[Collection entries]
##############################
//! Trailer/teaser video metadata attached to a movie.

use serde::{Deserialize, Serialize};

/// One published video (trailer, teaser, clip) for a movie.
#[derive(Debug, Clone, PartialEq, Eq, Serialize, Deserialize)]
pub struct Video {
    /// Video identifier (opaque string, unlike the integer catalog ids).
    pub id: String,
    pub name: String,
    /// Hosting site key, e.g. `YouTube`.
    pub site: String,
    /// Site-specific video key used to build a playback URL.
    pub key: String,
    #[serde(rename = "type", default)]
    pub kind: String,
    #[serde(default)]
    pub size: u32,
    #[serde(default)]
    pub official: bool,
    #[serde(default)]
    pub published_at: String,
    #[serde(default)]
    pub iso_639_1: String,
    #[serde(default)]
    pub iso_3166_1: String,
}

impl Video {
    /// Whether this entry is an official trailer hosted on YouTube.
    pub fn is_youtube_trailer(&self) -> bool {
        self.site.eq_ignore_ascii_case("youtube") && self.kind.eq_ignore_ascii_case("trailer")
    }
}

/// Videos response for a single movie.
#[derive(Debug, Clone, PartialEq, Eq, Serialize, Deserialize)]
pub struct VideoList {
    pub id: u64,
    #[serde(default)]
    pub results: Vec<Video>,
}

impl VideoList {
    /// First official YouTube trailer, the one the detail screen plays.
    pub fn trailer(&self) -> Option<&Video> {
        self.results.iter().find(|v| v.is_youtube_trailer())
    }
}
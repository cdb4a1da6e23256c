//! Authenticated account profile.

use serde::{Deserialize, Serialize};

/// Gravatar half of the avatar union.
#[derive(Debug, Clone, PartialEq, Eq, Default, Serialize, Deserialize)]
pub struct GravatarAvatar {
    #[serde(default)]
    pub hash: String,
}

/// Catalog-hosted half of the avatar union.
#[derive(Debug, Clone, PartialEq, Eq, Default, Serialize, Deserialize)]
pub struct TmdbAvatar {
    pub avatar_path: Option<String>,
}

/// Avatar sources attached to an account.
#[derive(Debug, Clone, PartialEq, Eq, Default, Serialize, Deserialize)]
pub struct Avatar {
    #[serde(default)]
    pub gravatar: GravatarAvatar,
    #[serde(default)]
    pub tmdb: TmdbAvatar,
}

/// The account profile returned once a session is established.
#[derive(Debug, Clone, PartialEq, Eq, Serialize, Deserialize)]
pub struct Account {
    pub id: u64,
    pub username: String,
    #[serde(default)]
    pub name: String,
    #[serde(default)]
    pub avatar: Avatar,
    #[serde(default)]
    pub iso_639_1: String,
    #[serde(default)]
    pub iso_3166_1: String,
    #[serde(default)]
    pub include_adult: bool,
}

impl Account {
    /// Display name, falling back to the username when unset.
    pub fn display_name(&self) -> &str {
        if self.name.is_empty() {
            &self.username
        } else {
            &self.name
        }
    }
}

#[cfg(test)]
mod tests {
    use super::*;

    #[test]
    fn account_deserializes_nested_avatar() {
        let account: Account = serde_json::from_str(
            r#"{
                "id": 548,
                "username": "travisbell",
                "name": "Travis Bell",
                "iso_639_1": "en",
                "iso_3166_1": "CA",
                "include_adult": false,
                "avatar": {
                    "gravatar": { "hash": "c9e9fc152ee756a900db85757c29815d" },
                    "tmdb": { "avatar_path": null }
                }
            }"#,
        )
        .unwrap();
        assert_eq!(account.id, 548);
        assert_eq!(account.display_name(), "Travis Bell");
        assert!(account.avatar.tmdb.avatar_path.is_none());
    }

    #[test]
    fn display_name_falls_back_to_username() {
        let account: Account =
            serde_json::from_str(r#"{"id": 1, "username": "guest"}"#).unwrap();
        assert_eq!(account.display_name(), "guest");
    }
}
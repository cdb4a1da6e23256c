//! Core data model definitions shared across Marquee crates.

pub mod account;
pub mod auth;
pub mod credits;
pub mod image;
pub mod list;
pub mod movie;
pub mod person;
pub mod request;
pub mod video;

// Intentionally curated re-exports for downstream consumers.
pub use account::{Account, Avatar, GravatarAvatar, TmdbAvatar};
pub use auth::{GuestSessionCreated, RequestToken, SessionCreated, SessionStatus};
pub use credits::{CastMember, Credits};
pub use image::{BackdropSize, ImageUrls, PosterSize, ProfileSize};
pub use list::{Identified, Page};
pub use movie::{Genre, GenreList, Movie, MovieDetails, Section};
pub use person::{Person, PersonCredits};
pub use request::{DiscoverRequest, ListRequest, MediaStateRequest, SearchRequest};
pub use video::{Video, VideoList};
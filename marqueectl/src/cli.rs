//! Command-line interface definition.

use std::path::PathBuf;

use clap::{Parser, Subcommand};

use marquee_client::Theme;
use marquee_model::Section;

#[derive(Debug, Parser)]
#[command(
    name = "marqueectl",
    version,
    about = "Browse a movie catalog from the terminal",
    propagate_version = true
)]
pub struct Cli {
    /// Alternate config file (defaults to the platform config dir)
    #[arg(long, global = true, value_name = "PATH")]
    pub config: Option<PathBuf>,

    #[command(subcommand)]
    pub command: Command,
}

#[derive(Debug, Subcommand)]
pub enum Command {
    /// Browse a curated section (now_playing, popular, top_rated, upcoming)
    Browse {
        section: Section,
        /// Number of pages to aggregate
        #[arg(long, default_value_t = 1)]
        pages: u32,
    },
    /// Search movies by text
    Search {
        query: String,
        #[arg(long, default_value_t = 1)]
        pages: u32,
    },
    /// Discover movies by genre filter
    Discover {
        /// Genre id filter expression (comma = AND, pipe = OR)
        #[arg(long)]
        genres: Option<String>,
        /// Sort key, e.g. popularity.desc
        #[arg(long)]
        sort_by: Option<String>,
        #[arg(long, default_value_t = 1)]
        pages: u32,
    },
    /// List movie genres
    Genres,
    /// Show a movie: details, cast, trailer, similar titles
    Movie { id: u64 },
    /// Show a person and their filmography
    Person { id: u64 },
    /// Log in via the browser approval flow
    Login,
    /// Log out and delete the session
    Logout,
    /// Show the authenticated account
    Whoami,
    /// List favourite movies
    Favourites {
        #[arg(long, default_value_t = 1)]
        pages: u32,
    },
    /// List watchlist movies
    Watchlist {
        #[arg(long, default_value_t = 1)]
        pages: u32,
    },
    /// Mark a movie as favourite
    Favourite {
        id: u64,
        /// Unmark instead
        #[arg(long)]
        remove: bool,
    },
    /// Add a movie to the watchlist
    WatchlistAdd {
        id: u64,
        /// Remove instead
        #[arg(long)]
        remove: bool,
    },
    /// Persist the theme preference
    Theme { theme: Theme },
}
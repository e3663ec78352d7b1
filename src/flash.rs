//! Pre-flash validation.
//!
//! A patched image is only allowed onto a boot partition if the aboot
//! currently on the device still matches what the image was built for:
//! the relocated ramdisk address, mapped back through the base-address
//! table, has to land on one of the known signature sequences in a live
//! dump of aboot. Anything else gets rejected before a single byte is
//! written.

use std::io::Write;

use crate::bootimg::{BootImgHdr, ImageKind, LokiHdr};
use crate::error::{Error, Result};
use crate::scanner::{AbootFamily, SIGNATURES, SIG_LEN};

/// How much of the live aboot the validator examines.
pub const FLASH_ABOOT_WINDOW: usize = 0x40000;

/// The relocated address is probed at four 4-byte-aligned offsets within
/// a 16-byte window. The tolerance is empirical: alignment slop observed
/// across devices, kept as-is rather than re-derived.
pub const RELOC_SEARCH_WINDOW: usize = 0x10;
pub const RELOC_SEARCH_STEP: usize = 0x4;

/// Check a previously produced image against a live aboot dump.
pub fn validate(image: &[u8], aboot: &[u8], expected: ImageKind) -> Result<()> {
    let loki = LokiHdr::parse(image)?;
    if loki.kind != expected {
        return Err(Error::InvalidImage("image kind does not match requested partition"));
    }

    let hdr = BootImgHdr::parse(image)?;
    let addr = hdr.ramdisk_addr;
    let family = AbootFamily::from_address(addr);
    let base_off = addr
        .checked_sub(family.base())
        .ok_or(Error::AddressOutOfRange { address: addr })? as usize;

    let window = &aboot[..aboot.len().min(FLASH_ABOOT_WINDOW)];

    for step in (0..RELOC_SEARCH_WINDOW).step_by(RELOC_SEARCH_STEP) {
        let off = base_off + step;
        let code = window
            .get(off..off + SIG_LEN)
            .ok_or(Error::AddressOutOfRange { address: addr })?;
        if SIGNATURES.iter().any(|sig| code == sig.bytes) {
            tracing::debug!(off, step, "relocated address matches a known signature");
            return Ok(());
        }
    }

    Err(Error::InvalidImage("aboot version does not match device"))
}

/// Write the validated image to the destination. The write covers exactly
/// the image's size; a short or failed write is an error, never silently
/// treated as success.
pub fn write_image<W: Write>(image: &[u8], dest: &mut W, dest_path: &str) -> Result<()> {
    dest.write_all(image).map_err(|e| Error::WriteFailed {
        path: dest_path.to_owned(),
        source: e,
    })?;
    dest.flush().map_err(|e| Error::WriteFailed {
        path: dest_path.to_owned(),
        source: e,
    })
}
##############################
[Work task]: In the entries above, find each line with the word "else" and return it.

[Expected answer]:
        } else {
//! dump of aboot. Anything else gets rejected before a single byte is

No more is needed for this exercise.